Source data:
────────────────────────────────────────
//! Per-draw render state binding.
//!
//! [`StateBinder`] translates the high-level state of one draw (transform
//! components, texture tags, material tag, UV scale, flat color) into the
//! uniform pushes the shading pipeline expects, immediately before the draw
//! is issued.
//!
//! The expected push sequence per draw is
//!
//! `set_transform -> (set_flat_color | set_texture [+ set_texture_overlay])
//!  -> set_uv_scale -> set_material -> draw`
//!
//! Nothing enforces this sequencing. Skipping a step carries the previous
//! draw's value forward for that uniform, and a flag that should not persist
//! into the next draw must be cleared explicitly. That caller contract is
//! the main ordering hazard of the whole subsystem.

use cgmath::{Vector2, Vector4};

use crate::bridge::ShaderBridge;
use crate::data_structures::transform::compose_model_matrix;
use crate::resources::materials::MaterialLibrary;
use crate::resources::registry::TextureRegistry;

// Uniform names shared with the shader sources.
pub const MODEL_UNIFORM: &str = "model";
pub const COLOR_UNIFORM: &str = "objectColor";
pub const TEXTURE_UNIFORM: &str = "objectTexture";
pub const OVERLAY_UNIFORM: &str = "overlayTexture";
pub const USE_TEXTURE_UNIFORM: &str = "bUseTexture";
pub const USE_OVERLAY_UNIFORM: &str = "bUseTextureOverlay";
pub const USE_LIGHTING_UNIFORM: &str = "bUseLighting";
pub const UV_SCALE_UNIFORM: &str = "UVscale";
pub const MATERIAL_DIFFUSE_UNIFORM: &str = "material.diffuseColor";
pub const MATERIAL_SPECULAR_UNIFORM: &str = "material.specularColor";
pub const MATERIAL_SHININESS_UNIFORM: &str = "material.shininess";

/// Pushes one draw's state into the shading pipeline.
///
/// Borrows the bridge plus both registries for the duration of a push
/// sequence; the single-threaded draw loop creates one per draw.
pub struct StateBinder<'a, B: ShaderBridge> {
    bridge: &'a mut B,
    textures: &'a TextureRegistry,
    materials: &'a MaterialLibrary,
}

impl<'a, B: ShaderBridge> StateBinder<'a, B> {
    pub fn new(
        bridge: &'a mut B,
        textures: &'a TextureRegistry,
        materials: &'a MaterialLibrary,
    ) -> Self {
        Self {
            bridge,
            textures,
            materials,
        }
    }

    /// Compose and push the model matrix for the next draw.
    ///
    /// The composition order (translation outermost, then Z, Y, X rotation,
    /// scale innermost) is fixed; see
    /// [`compose_model_matrix`](crate::data_structures::transform::compose_model_matrix).
    pub fn set_transform(
        &mut self,
        scale: cgmath::Vector3<f32>,
        x_rotation_deg: f32,
        y_rotation_deg: f32,
        z_rotation_deg: f32,
        position: cgmath::Vector3<f32>,
    ) {
        let model = compose_model_matrix(
            scale,
            x_rotation_deg,
            y_rotation_deg,
            z_rotation_deg,
            position,
        );
        self.bridge.set_mat4(MODEL_UNIFORM, model);
    }

    /// Push a flat color and disable texturing for the next draw.
    ///
    /// Mutually exclusive with [`set_texture`](Self::set_texture); whichever
    /// is pushed last wins.
    pub fn set_flat_color(&mut self, r: f32, g: f32, b: f32, a: f32) {
        self.bridge.set_bool(USE_TEXTURE_UNIFORM, false);
        self.bridge
            .set_vec4(COLOR_UNIFORM, Vector4::new(r, g, b, a));
    }

    /// Resolve `tag` and bind it as the base texture for the next draw.
    ///
    /// An unknown tag never pushes an invalid sampler index: it logs a
    /// warning and falls back to slot 0 as a visible placeholder, or, with
    /// an empty registry, disables texturing entirely.
    pub fn set_texture(&mut self, tag: &str) {
        match self.textures.find_slot(tag) {
            Some(slot) => {
                self.bridge.set_bool(USE_TEXTURE_UNIFORM, true);
                self.bridge.set_sampler(TEXTURE_UNIFORM, slot);
            }
            None if !self.textures.is_empty() => {
                log::warn!(
                    "texture tag {:?} is not registered, substituting slot 0",
                    tag
                );
                self.bridge.set_bool(USE_TEXTURE_UNIFORM, true);
                self.bridge.set_sampler(TEXTURE_UNIFORM, 0);
            }
            None => {
                log::warn!(
                    "texture tag {:?} is not registered and no textures are loaded, \
                     disabling texturing",
                    tag
                );
                self.bridge.set_bool(USE_TEXTURE_UNIFORM, false);
            }
        }
    }

    /// Bind or clear the overlay texture for the next draw.
    ///
    /// An empty tag disables the overlay and pushes no slot; whatever
    /// sampler index was bound last stays in place but is inert while the
    /// flag is off. An unknown tag also disables the overlay, with a
    /// warning.
    pub fn set_texture_overlay(&mut self, tag: &str) {
        if tag.is_empty() {
            self.bridge.set_bool(USE_OVERLAY_UNIFORM, false);
            return;
        }
        match self.textures.find_slot(tag) {
            Some(slot) => {
                self.bridge.set_bool(USE_OVERLAY_UNIFORM, true);
                self.bridge.set_sampler(OVERLAY_UNIFORM, slot);
            }
            None => {
                log::warn!(
                    "overlay texture tag {:?} is not registered, disabling the overlay",
                    tag
                );
                self.bridge.set_bool(USE_OVERLAY_UNIFORM, false);
            }
        }
    }

    /// Push the UV scale, applied identically to base and overlay
    /// coordinates.
    pub fn set_uv_scale(&mut self, u: f32, v: f32) {
        self.bridge.set_vec2(UV_SCALE_UNIFORM, Vector2::new(u, v));
    }

    /// Resolve `tag` and push its material properties.
    ///
    /// A no-op while the library is empty. On a miss against a non-empty
    /// library the previously pushed material stays in place and a warning
    /// is logged.
    pub fn set_material(&mut self, tag: &str) {
        if self.materials.is_empty() {
            return;
        }
        match self.materials.lookup(tag) {
            Some(material) => {
                self.bridge
                    .set_vec3(MATERIAL_DIFFUSE_UNIFORM, material.diffuse);
                self.bridge
                    .set_vec3(MATERIAL_SPECULAR_UNIFORM, material.specular);
                self.bridge
                    .set_float(MATERIAL_SHININESS_UNIFORM, material.shininess);
            }
            None => {
                log::warn!(
                    "material tag {:?} is not defined, keeping the previous material",
                    tag
                );
            }
        }
    }
}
────────────────────────────────────────
Look above for every line with the word "shading" and copy it.

> Answer to the exercise:
//! uniform pushes the shading pipeline expects, immediately before the draw
/// Pushes one draw's state into the shading pipeline.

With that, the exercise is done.